HEADLINES : Kansas

State senators propose adding rainy-day fund to constitution

The Wichita Eagle | by Adam Strunk | January 30, 2012

TOPEKA - Save money during good times to prepare for a rainy day. It may not be groundbreaking economics, but some state senators want that idea added to the Kansas constitution to protect against future budget shortfalls.

The constitutional revision would create a rainy-day fund, or a contingency reserve, that state legislators could access only when projected state revenue dips below the previous year's income.

"The rainy-day fund is basically there to ensure that the next economic downturn we have, we are not at a point where we have to make such drastic decisions as we made at the time," said Sen. Carolyn McGinn, R-Sedgwick, who is sponsoring the bill and chairs the Ways and Means Committee, which is considering it.

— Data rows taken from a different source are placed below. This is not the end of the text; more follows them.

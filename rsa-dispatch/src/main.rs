use anyhow::{bail, Context, Result};
use async_trait::async_trait;
use clap::{Parser, Subcommand};
use std::sync::Arc;
use tokio::io::{AsyncBufReadExt, AsyncWriteExt, BufReader};
use tokio::sync::mpsc;

use rsa_common::logging::init_logging;
use rsa_common::security::{generate_key_base64, load_or_create_key};
use rsa_common::{Config, CredentialCipher};
use rsa_dispatch::reporter::SinkError;
use rsa_dispatch::{
    parse_args, AdapterRegistry, BrokerId, ChatBridge, CodeProvider, CodeRelay, ConsoleCodeProvider,
    ConsoleSink, CredentialStore, DispatchSettings, Dispatcher, EnvCredentialStore,
    IncomingMessage, MessageSink, Reporter, SqliteCredentialStore,
};

/// Place one order across many brokerage accounts.
#[derive(Parser, Debug)]
#[command(name = "rsa-dispatch")]
#[command(version)]
#[command(about = "Multi-broker order dispatcher", long_about = None)]
struct Cli {
    #[command(subcommand)]
    command: Commands,
}

#[derive(Subcommand, Debug)]
enum Commands {
    /// Run an order, e.g. `order buy 1 XYZ tradier false` or `order holdings all`
    Order {
        /// Use this user's stored credentials instead of environment variables
        #[arg(long)]
        user: Option<String>,

        /// The order command
        #[arg(required = true, num_args = 1.., allow_hyphen_values = true)]
        args: Vec<String>,
    },

    /// Manage stored broker credentials
    Credential {
        #[command(subcommand)]
        command: CredentialCommands,
    },

    /// Local chat session: each stdin line is handled as a chat message
    Chat {
        /// Identity the messages are sent as
        #[arg(long)]
        user: String,
    },

    /// Print a new base64 encryption key for RSA_ENCRYPTION_KEY
    Keygen,
}

#[derive(Subcommand, Debug)]
enum CredentialCommands {
    /// Store credentials for a broker (comma-separate multiple logins)
    Add {
        #[arg(long)]
        user: String,
        broker: String,
        credentials: String,
    },
    /// Remove a broker's credentials
    Remove {
        #[arg(long)]
        user: String,
        broker: String,
    },
    /// List brokers with stored credentials
    List {
        #[arg(long)]
        user: String,
    },
}

#[tokio::main]
async fn main() -> Result<()> {
    let cli = Cli::parse();

    let command = match cli.command {
        Commands::Keygen => {
            println!("{}", generate_key_base64().as_str());
            return Ok(());
        }
        command => command,
    };

    let config = Config::load_with_env().context("Failed to load configuration")?;
    config.validate().context("Invalid configuration")?;
    init_logging(
        &config.observability.log_level,
        &config.observability.log_format,
    );
    if config.dispatch.danger_mode {
        println!("DANGER MODE ENABLED");
        println!();
    }

    match command {
        Commands::Keygen => Ok(()),
        Commands::Order { user, args } => run_order(&config, user, &args).await,
        Commands::Credential { command } => run_credential(&config, command).await,
        Commands::Chat { user } => run_chat(&config, user).await,
    }
}

fn load_cipher(config: &Config) -> Result<CredentialCipher> {
    let cipher = match &config.storage.encryption_key {
        Some(key) => CredentialCipher::from_base64_key(key)?,
        None => load_or_create_key(&config.storage.key_file())?,
    };
    Ok(cipher)
}

fn sqlite_store(config: &Config) -> Result<SqliteCredentialStore> {
    let cipher = load_cipher(config)?;
    Ok(SqliteCredentialStore::new(config.storage.database_path(), cipher))
}

fn build_dispatcher(config: &Config, store: Arc<dyn CredentialStore>) -> Result<Dispatcher> {
    let registry = AdapterRegistry::with_defaults(&config.brokers)?;
    tracing::info!(brokers = ?registry.brokers(), "Adapters registered");
    Ok(Dispatcher::new(registry, store).with_settings(DispatchSettings::from(&config.dispatch)))
}

async fn run_order(config: &Config, user: Option<String>, args: &[String]) -> Result<()> {
    let order = parse_args(args)?;

    let (identity, dispatcher) = match user {
        Some(user) => {
            let cipher = load_cipher(config)?;
            let store = SqliteCredentialStore::new(config.storage.database_path(), cipher.clone());
            let dispatcher = build_dispatcher(config, Arc::new(store))?.with_cipher(cipher);
            (user, dispatcher)
        }
        None => {
            let store = EnvCredentialStore::from_env();
            tracing::info!(brokers = ?store.configured(), "Using credentials from environment");
            (
                config.dispatch.cli_identity.clone(),
                build_dispatcher(config, Arc::new(store))?,
            )
        }
    };

    if !order.dry_run() && !config.dispatch.danger_mode && !confirm(&order.summary()).await? {
        println!("Order cancelled");
        return Ok(());
    }

    let reporter =
        Reporter::console_only().with_summary_threshold(config.dispatch.holdings_summary_threshold);
    let codes: Arc<dyn CodeProvider> =
        Arc::new(ConsoleCodeProvider::new(config.dispatch.code_timeout()));

    let report = dispatcher.dispatch(&identity, &order, &reporter, codes).await?;
    tracing::info!(
        batch_id = %report.batch_id,
        processed = report.processed().len(),
        "Order finished"
    );
    Ok(())
}

async fn confirm(summary: &str) -> Result<bool> {
    let mut stdout = tokio::io::stdout();
    stdout
        .write_all(format!("{summary}\nContinue? (y/N) ").as_bytes())
        .await?;
    stdout.flush().await?;

    let mut answer = String::new();
    BufReader::new(tokio::io::stdin())
        .read_line(&mut answer)
        .await?;
    Ok(is_yes(&answer))
}

fn is_yes(answer: &str) -> bool {
    matches!(answer.trim().to_lowercase().as_str(), "y" | "yes")
}

async fn run_credential(config: &Config, command: CredentialCommands) -> Result<()> {
    let store = sqlite_store(config)?;

    match command {
        CredentialCommands::Add {
            user,
            broker,
            credentials,
        } => {
            let broker = parse_broker(&broker)?;
            store.upsert(&user, broker, &credentials).await?;
            println!("Successfully added {broker} account");
        }
        CredentialCommands::Remove { user, broker } => {
            let broker = parse_broker(&broker)?;
            if store.remove(&user, broker).await? {
                println!("Successfully removed {user}'s account from {broker}.");
            } else {
                println!("No account found for {user} with {broker}.");
            }
        }
        CredentialCommands::List { user } => {
            let brokers = store.list_brokers(&user).await?;
            if brokers.is_empty() {
                println!("You haven't set up any accounts yet.");
            } else {
                println!("Here are the accounts you have set up:");
                for broker in brokers {
                    println!("{broker}");
                }
            }
        }
    }
    Ok(())
}

fn parse_broker(name: &str) -> Result<BrokerId> {
    match BrokerId::from_name(name) {
        Some(broker) => Ok(broker),
        None => bail!("{name} is not a supported broker"),
    }
}

/// Chat replies printed to the terminal.
struct TerminalChat {
    max_len: usize,
}

#[async_trait]
impl MessageSink for TerminalChat {
    fn max_message_len(&self) -> usize {
        self.max_len
    }

    async fn send(&self, text: &str) -> Result<(), SinkError> {
        println!("bot> {text}");
        Ok(())
    }
}

/// Console lines go to the log; the terminal shows the chat replies.
struct LogConsole;

impl ConsoleSink for LogConsole {
    fn write_line(&self, line: &str) {
        tracing::debug!(line, "report");
    }
}

async fn run_chat(config: &Config, user: String) -> Result<()> {
    let store = Arc::new(sqlite_store(config)?);
    let cipher = store.cipher().clone();
    let dispatcher = Arc::new(build_dispatcher(config, store.clone())?.with_cipher(cipher));
    let relay = Arc::new(CodeRelay::new(config.dispatch.code_timeout()));

    let bridge = Arc::new(
        ChatBridge::new(dispatcher, relay)
            .with_config(&config.chat)
            .with_credentials(store)
            .with_console(Arc::new(LogConsole))
            .with_summary_threshold(config.dispatch.holdings_summary_threshold),
    );
    let reply: Arc<dyn MessageSink> = Arc::new(TerminalChat {
        max_len: config.chat.max_message_len,
    });

    let (tx, rx) = mpsc::channel(32);
    let processor = ChatBridge::spawn_processor(bridge, rx);

    let mut lines = BufReader::new(tokio::io::stdin()).lines();
    while let Some(text) = lines.next_line().await? {
        if text.trim().is_empty() {
            continue;
        }
        let message = IncomingMessage {
            identity: user.clone(),
            text,
            is_direct: true,
            reply: Arc::clone(&reply),
        };
        if tx.send(message).await.is_err() {
            break;
        }
    }

    drop(tx);
    processor.await?;
    Ok(())
}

The proposed amendment could face a tough battle this year, coming at odds with proposals to use surplus revenue to cut taxes.

Under the proposal, the state would be required to deposit up to 1 percent of its budget into the account when the state has a year-end balance of 3 percent or more. When the account reaches 15 percent of the previous year's tax revenue, the state would not be required to continue to make deposits.

In lean times, the state would be allow to draw only enough money to equal the year's projected budget shortfall. For example in 2011, it could have taken a contingency reserve of $493 million to offset the year's projected budget shortfall.